## Records provided
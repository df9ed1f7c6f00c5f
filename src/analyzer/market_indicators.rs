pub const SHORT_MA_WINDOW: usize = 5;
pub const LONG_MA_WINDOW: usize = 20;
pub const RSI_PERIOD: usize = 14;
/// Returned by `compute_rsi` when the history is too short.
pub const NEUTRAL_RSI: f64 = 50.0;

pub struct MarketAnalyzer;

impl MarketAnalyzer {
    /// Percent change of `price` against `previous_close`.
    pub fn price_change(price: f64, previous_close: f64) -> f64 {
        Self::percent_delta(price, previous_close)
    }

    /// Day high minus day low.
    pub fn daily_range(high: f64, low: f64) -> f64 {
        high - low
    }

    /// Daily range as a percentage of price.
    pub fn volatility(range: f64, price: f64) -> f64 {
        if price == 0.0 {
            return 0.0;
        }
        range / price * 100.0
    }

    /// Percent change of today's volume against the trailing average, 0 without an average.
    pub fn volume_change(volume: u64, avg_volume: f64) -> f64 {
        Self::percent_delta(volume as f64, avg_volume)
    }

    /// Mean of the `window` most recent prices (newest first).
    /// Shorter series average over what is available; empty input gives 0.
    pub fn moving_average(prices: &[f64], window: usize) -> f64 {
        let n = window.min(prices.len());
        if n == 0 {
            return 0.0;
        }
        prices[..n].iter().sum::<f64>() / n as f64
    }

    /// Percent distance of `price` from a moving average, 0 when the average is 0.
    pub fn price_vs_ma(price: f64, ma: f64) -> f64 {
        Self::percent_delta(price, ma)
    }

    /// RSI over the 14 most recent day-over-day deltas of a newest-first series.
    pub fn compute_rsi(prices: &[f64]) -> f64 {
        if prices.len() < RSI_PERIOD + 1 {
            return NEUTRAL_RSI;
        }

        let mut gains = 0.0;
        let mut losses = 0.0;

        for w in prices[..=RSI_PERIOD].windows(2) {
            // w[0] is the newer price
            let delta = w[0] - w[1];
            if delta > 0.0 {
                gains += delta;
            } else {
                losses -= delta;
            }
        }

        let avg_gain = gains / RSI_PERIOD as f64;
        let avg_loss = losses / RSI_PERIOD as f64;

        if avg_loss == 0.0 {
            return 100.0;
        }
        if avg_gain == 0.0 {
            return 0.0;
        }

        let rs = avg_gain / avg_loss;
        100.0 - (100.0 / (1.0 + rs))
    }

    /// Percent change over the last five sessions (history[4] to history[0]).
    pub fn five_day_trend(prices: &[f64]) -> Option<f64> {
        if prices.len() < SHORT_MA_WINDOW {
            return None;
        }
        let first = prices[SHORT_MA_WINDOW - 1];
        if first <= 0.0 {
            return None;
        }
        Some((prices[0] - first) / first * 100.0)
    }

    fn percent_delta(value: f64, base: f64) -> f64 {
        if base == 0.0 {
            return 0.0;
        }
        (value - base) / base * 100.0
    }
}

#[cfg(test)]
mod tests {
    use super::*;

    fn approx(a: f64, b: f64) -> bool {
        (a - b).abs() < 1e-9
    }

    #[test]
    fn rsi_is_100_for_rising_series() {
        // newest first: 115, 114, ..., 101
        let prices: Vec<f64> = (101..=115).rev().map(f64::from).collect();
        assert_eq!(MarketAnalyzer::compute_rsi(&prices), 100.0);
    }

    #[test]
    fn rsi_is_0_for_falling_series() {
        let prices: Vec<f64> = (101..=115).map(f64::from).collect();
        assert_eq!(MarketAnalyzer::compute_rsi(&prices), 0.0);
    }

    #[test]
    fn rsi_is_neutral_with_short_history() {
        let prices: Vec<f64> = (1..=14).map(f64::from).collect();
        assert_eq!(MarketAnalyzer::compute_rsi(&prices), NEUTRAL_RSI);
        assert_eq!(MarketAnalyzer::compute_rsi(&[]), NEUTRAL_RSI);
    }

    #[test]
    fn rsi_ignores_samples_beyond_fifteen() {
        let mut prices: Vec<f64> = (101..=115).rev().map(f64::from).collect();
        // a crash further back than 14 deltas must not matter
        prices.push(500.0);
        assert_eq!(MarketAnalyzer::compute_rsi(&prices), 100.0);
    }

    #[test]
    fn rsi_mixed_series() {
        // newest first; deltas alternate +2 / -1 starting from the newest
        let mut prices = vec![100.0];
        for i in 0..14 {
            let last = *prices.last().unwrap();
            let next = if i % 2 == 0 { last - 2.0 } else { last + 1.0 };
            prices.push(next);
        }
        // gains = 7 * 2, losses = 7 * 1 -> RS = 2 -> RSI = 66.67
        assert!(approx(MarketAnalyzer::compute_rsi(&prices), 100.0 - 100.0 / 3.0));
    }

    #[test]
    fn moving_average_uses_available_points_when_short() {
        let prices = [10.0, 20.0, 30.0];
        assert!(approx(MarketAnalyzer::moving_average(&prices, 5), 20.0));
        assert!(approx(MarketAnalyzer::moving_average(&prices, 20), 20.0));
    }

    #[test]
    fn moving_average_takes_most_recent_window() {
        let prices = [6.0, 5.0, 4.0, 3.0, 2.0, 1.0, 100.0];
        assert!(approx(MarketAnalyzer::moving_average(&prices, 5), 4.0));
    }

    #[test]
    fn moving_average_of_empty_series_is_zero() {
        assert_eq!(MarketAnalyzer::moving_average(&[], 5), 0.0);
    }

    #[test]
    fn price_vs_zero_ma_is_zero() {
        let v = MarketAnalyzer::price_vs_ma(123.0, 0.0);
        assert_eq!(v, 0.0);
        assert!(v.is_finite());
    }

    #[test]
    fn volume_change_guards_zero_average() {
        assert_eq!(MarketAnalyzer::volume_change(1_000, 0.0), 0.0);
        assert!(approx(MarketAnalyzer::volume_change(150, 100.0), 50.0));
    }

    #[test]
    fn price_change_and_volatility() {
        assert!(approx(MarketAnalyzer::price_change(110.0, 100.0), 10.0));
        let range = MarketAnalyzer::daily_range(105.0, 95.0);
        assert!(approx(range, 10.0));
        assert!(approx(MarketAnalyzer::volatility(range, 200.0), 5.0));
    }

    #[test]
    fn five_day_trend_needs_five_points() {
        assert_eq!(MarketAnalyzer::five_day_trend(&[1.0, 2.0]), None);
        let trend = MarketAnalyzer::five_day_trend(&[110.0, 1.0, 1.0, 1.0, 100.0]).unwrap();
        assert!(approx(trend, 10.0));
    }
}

## Activity
Where the data above reaches the line holding "prices (newest first).", begin printing, and stop after the line holding "114, ..., 101". Each line must be reproduced exactly, with nothing else added.

## Task response
    /// Mean of the `window` most recent prices (newest first).
    /// Shorter series average over what is available; empty input gives 0.
    pub fn moving_average(prices: &[f64], window: usize) -> f64 {
        let n = window.min(prices.len());
        if n == 0 {
            return 0.0;
        }
        prices[..n].iter().sum::<f64>() / n as f64
    }

    /// Percent distance of `price` from a moving average, 0 when the average is 0.
    pub fn price_vs_ma(price: f64, ma: f64) -> f64 {
        Self::percent_delta(price, ma)
    }

    /// RSI over the 14 most recent day-over-day deltas of a newest-first series.
    pub fn compute_rsi(prices: &[f64]) -> f64 {
        if prices.len() < RSI_PERIOD + 1 {
            return NEUTRAL_RSI;
        }

        let mut gains = 0.0;
        let mut losses = 0.0;

        for w in prices[..=RSI_PERIOD].windows(2) {
            // w[0] is the newer price
            let delta = w[0] - w[1];
            if delta > 0.0 {
                gains += delta;
            } else {
                losses -= delta;
            }
        }

        let avg_gain = gains / RSI_PERIOD as f64;
        let avg_loss = losses / RSI_PERIOD as f64;

        if avg_loss == 0.0 {
            return 100.0;
        }
        if avg_gain == 0.0 {
            return 0.0;
        }

        let rs = avg_gain / avg_loss;
        100.0 - (100.0 / (1.0 + rs))
    }

    /// Percent change over the last five sessions (history[4] to history[0]).
    pub fn five_day_trend(prices: &[f64]) -> Option<f64> {
        if prices.len() < SHORT_MA_WINDOW {
            return None;
        }
        let first = prices[SHORT_MA_WINDOW - 1];
        if first <= 0.0 {
            return None;
        }
        Some((prices[0] - first) / first * 100.0)
    }

    fn percent_delta(value: f64, base: f64) -> f64 {
        if base == 0.0 {
            return 0.0;
        }
        (value - base) / base * 100.0
    }
}

#[cfg(test)]
mod tests {
    use super::*;

    fn approx(a: f64, b: f64) -> bool {
        (a - b).abs() < 1e-9
    }

    #[test]
    fn rsi_is_100_for_rising_series() {
        // newest first: 115, 114, ..., 101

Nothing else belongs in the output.